Below are lines of data. Give the number of them that contain the string "limit", and nothing else.

DATASET ENTRIES:
###

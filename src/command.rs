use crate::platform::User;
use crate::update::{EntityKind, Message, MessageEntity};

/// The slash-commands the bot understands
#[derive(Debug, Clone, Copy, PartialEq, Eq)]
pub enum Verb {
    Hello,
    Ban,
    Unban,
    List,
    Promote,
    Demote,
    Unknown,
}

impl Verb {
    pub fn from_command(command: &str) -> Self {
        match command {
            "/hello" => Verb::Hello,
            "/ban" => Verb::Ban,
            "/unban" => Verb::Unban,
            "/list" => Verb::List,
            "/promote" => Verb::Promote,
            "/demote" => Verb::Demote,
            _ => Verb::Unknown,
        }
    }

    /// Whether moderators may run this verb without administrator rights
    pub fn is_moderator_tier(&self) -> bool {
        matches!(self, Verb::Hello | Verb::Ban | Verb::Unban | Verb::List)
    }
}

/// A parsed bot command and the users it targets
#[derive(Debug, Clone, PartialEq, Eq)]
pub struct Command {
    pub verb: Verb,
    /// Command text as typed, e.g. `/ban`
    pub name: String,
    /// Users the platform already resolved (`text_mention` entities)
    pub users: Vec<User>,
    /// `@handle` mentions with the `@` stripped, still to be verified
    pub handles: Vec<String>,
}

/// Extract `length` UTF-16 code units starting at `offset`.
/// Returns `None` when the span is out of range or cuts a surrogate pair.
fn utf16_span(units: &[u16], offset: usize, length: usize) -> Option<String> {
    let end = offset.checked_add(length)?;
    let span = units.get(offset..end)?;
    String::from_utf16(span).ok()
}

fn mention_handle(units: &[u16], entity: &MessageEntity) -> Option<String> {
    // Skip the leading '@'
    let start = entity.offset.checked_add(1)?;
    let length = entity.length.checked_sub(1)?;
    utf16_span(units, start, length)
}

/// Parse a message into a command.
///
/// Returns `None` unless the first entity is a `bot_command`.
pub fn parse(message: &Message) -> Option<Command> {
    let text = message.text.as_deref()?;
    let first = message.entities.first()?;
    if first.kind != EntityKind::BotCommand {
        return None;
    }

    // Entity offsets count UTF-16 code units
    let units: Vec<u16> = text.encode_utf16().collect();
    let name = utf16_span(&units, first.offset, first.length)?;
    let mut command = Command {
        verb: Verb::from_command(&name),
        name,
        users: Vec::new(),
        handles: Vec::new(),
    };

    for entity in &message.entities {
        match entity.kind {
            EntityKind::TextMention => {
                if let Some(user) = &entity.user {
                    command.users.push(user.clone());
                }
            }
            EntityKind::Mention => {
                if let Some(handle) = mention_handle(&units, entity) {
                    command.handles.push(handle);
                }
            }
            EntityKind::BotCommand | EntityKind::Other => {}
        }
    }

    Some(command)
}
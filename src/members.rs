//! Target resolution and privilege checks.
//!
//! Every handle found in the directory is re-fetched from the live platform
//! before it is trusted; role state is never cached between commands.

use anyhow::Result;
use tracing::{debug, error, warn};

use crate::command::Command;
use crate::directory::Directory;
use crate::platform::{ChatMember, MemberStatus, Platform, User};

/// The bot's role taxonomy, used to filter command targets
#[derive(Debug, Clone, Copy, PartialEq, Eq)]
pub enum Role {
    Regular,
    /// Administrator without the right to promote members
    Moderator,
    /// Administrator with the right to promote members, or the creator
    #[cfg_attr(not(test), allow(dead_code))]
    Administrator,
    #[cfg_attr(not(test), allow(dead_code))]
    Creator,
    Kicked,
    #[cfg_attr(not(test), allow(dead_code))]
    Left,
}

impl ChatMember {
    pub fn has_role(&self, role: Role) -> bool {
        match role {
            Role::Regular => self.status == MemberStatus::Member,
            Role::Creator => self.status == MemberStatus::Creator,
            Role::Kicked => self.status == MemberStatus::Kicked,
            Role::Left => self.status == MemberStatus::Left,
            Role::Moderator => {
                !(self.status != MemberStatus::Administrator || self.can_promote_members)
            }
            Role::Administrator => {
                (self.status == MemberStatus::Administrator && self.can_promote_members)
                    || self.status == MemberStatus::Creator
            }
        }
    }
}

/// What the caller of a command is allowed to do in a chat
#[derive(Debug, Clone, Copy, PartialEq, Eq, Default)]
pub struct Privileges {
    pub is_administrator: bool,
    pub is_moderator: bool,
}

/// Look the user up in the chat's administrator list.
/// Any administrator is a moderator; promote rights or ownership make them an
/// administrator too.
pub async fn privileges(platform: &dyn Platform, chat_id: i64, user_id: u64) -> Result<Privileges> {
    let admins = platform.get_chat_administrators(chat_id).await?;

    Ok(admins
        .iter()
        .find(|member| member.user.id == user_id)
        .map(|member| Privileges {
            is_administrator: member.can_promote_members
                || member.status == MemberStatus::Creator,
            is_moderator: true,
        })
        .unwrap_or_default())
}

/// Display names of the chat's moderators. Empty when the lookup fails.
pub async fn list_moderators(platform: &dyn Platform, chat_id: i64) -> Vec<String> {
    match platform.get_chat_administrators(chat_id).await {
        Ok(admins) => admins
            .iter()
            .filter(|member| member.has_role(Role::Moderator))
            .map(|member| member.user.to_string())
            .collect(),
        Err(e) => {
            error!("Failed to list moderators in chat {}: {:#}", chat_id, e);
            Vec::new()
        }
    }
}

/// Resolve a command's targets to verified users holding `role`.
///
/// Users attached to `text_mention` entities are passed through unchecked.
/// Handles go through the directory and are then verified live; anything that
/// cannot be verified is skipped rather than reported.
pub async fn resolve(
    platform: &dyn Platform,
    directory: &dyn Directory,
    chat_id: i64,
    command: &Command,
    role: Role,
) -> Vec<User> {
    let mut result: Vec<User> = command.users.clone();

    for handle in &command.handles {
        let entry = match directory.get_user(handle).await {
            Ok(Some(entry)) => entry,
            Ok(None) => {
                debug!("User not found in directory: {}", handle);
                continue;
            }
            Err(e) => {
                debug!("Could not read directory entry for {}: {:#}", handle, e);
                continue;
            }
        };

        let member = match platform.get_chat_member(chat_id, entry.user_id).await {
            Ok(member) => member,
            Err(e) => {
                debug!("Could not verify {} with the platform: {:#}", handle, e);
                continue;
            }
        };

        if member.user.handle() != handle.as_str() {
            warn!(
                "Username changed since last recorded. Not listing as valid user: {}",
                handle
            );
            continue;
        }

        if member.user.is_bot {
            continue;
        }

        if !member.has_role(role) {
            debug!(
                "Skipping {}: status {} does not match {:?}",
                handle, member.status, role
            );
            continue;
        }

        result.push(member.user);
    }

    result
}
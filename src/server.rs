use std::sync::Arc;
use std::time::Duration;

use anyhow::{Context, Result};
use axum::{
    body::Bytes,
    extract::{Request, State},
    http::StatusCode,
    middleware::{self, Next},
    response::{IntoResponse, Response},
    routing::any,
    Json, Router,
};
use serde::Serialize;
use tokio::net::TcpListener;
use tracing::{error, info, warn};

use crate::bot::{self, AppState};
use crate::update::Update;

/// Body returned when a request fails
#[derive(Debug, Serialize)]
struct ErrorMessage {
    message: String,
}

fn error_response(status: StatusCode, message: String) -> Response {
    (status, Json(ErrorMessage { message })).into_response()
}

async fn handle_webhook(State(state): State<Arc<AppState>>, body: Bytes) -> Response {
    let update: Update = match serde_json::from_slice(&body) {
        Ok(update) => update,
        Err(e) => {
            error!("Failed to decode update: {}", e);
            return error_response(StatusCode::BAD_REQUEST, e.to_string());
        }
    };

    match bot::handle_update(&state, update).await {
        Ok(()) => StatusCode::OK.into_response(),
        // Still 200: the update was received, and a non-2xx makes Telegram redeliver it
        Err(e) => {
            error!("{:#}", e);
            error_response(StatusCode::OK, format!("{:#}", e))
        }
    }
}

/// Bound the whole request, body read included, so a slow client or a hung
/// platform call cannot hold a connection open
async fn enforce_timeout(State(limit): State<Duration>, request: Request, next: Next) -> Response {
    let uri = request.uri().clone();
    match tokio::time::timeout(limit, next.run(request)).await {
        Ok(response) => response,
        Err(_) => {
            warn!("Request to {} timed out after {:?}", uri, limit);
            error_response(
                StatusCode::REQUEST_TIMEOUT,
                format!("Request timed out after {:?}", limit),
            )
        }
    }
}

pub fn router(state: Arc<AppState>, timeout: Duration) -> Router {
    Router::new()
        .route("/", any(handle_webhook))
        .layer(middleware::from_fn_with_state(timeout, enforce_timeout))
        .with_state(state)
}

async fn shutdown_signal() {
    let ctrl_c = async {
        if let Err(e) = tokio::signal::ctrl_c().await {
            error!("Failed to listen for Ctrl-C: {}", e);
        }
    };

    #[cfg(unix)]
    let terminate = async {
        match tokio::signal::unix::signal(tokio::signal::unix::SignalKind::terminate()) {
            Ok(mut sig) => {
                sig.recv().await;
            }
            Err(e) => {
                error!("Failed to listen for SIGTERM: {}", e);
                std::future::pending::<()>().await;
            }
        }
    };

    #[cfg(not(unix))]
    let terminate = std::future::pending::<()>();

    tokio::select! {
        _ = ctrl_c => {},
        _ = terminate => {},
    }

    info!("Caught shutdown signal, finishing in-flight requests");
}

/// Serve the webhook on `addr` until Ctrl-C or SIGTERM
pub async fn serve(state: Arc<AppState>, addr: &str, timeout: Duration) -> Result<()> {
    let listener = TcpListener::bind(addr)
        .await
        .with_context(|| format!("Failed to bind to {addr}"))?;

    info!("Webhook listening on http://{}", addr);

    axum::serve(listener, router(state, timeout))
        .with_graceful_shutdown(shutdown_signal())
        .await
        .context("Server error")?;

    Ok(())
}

###

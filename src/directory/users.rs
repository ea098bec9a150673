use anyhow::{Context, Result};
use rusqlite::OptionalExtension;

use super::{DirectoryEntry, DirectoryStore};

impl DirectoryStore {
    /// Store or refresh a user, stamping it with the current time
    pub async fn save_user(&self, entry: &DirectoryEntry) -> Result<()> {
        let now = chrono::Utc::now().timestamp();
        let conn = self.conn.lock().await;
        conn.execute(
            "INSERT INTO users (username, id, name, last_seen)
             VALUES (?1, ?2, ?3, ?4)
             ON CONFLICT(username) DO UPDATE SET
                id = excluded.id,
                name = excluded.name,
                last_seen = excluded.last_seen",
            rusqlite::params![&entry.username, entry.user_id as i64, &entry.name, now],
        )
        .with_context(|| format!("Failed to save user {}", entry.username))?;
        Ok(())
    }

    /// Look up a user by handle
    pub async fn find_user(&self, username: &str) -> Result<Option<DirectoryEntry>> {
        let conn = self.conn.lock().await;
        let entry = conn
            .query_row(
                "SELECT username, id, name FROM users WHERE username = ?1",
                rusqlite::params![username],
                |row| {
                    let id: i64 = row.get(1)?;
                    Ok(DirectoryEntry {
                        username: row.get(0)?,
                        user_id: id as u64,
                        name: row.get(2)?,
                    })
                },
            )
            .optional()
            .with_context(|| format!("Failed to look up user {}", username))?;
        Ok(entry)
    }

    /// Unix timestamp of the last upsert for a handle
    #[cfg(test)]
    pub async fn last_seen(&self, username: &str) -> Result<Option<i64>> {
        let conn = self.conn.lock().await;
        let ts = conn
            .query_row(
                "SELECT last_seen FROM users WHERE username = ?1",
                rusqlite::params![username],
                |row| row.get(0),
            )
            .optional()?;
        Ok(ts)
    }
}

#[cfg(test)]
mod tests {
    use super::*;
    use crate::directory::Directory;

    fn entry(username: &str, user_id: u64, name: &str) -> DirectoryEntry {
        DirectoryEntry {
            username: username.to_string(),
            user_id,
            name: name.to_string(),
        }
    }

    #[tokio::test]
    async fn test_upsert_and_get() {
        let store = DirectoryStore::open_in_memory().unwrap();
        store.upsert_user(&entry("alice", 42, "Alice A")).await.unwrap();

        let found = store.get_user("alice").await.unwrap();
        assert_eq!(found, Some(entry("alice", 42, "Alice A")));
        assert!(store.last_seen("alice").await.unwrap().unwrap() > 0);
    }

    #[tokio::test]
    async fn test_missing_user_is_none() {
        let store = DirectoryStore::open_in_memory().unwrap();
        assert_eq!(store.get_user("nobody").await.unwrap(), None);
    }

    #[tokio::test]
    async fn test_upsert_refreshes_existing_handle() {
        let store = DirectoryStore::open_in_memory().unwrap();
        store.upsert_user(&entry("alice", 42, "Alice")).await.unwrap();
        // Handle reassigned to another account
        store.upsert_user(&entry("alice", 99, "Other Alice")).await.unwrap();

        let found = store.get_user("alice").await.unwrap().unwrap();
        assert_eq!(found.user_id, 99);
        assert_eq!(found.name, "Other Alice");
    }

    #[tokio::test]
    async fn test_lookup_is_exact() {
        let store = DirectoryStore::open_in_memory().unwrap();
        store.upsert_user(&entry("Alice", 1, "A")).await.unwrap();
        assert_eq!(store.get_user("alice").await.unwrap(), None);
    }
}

###

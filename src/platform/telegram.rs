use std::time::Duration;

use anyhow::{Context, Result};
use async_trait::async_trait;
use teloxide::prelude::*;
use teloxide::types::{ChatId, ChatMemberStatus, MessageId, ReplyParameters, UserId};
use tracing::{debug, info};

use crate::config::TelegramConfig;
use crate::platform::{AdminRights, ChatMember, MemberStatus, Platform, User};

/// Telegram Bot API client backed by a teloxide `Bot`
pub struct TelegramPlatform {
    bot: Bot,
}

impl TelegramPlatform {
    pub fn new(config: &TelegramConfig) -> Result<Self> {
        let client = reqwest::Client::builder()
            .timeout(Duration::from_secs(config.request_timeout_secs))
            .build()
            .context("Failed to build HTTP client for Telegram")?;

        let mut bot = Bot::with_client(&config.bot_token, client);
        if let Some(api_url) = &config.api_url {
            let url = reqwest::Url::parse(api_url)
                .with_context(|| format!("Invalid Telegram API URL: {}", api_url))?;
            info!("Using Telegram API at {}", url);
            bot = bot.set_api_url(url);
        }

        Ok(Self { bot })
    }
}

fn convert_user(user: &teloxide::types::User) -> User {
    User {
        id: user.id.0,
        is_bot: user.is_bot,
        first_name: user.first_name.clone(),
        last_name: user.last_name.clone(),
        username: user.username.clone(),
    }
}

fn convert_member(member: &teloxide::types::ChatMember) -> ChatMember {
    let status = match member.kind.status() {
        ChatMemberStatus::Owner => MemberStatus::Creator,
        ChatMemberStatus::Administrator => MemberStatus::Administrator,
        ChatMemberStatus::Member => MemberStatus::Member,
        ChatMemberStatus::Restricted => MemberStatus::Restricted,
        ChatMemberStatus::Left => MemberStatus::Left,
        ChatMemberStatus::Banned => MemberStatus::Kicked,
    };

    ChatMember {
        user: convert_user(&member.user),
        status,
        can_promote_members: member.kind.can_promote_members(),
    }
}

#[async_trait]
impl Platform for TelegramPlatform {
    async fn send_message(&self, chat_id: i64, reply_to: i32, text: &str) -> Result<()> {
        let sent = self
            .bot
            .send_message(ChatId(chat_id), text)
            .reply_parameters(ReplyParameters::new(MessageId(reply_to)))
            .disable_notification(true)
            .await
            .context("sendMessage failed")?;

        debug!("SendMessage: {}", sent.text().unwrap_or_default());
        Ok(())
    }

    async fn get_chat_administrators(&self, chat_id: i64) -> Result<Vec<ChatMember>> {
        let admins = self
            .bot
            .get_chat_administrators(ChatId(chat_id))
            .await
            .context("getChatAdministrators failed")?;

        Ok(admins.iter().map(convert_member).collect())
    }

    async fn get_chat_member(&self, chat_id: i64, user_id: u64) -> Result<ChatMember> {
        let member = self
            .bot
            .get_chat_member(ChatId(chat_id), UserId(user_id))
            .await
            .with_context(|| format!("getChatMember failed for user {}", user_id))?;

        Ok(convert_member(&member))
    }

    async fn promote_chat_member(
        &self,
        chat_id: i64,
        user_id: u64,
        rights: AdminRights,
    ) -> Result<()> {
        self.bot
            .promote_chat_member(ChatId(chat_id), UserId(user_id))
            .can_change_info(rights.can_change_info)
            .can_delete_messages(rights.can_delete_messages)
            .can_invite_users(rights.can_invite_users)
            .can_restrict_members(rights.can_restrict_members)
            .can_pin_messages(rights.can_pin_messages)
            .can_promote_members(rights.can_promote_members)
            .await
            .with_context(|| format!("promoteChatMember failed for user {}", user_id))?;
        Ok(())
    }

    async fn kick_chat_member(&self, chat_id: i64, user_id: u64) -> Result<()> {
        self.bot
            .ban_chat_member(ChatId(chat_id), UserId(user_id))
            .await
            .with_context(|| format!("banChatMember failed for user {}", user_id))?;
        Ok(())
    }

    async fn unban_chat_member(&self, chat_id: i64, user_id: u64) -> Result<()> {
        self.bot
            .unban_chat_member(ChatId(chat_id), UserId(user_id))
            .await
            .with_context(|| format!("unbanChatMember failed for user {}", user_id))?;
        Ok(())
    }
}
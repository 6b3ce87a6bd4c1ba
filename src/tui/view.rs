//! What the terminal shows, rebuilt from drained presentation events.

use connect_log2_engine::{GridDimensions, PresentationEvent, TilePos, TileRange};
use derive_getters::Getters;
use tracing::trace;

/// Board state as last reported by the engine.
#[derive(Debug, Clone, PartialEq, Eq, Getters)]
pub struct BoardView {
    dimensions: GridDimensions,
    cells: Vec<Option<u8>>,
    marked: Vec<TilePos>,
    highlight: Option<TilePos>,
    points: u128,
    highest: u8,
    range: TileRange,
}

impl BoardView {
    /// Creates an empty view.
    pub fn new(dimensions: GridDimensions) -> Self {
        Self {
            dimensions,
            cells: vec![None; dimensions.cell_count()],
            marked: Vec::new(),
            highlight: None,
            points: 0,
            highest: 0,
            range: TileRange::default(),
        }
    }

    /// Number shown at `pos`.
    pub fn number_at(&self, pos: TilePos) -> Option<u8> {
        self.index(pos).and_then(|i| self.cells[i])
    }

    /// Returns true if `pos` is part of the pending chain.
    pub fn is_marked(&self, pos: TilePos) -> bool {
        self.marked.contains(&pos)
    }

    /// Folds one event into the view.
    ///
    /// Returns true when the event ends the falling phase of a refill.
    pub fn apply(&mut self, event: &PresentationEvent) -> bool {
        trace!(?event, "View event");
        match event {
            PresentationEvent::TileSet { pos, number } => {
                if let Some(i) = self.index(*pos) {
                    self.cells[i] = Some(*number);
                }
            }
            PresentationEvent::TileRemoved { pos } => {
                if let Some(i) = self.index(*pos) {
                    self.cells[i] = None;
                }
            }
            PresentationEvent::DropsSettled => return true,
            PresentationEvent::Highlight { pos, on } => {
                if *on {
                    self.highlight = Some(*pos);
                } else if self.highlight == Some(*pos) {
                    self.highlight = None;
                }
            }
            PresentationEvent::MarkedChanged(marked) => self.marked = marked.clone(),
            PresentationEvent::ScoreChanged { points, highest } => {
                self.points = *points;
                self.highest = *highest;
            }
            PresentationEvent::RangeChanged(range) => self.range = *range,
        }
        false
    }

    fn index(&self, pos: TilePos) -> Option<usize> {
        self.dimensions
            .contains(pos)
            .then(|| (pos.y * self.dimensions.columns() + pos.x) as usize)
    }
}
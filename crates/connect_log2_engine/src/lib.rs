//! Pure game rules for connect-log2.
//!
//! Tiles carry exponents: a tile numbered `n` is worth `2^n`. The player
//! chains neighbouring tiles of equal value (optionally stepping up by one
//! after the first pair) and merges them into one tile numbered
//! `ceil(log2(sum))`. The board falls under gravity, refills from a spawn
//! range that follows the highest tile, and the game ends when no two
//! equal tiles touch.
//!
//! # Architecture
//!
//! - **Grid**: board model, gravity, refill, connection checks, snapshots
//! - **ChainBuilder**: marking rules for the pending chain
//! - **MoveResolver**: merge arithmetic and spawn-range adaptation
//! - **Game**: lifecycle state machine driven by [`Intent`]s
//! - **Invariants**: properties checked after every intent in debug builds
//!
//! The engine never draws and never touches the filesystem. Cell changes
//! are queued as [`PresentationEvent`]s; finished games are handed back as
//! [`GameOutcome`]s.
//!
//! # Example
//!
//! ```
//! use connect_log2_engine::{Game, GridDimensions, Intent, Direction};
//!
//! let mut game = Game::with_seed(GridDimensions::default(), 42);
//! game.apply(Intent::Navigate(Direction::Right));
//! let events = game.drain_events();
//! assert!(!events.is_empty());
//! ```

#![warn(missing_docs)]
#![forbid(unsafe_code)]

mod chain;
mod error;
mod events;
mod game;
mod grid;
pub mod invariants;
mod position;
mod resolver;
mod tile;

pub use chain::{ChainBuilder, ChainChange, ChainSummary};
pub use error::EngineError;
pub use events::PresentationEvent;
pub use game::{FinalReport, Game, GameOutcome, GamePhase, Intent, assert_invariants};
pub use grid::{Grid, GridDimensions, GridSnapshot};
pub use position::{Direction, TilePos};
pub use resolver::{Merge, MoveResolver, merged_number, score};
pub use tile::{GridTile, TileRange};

###

SOLUTION FOR THIS TASK:
4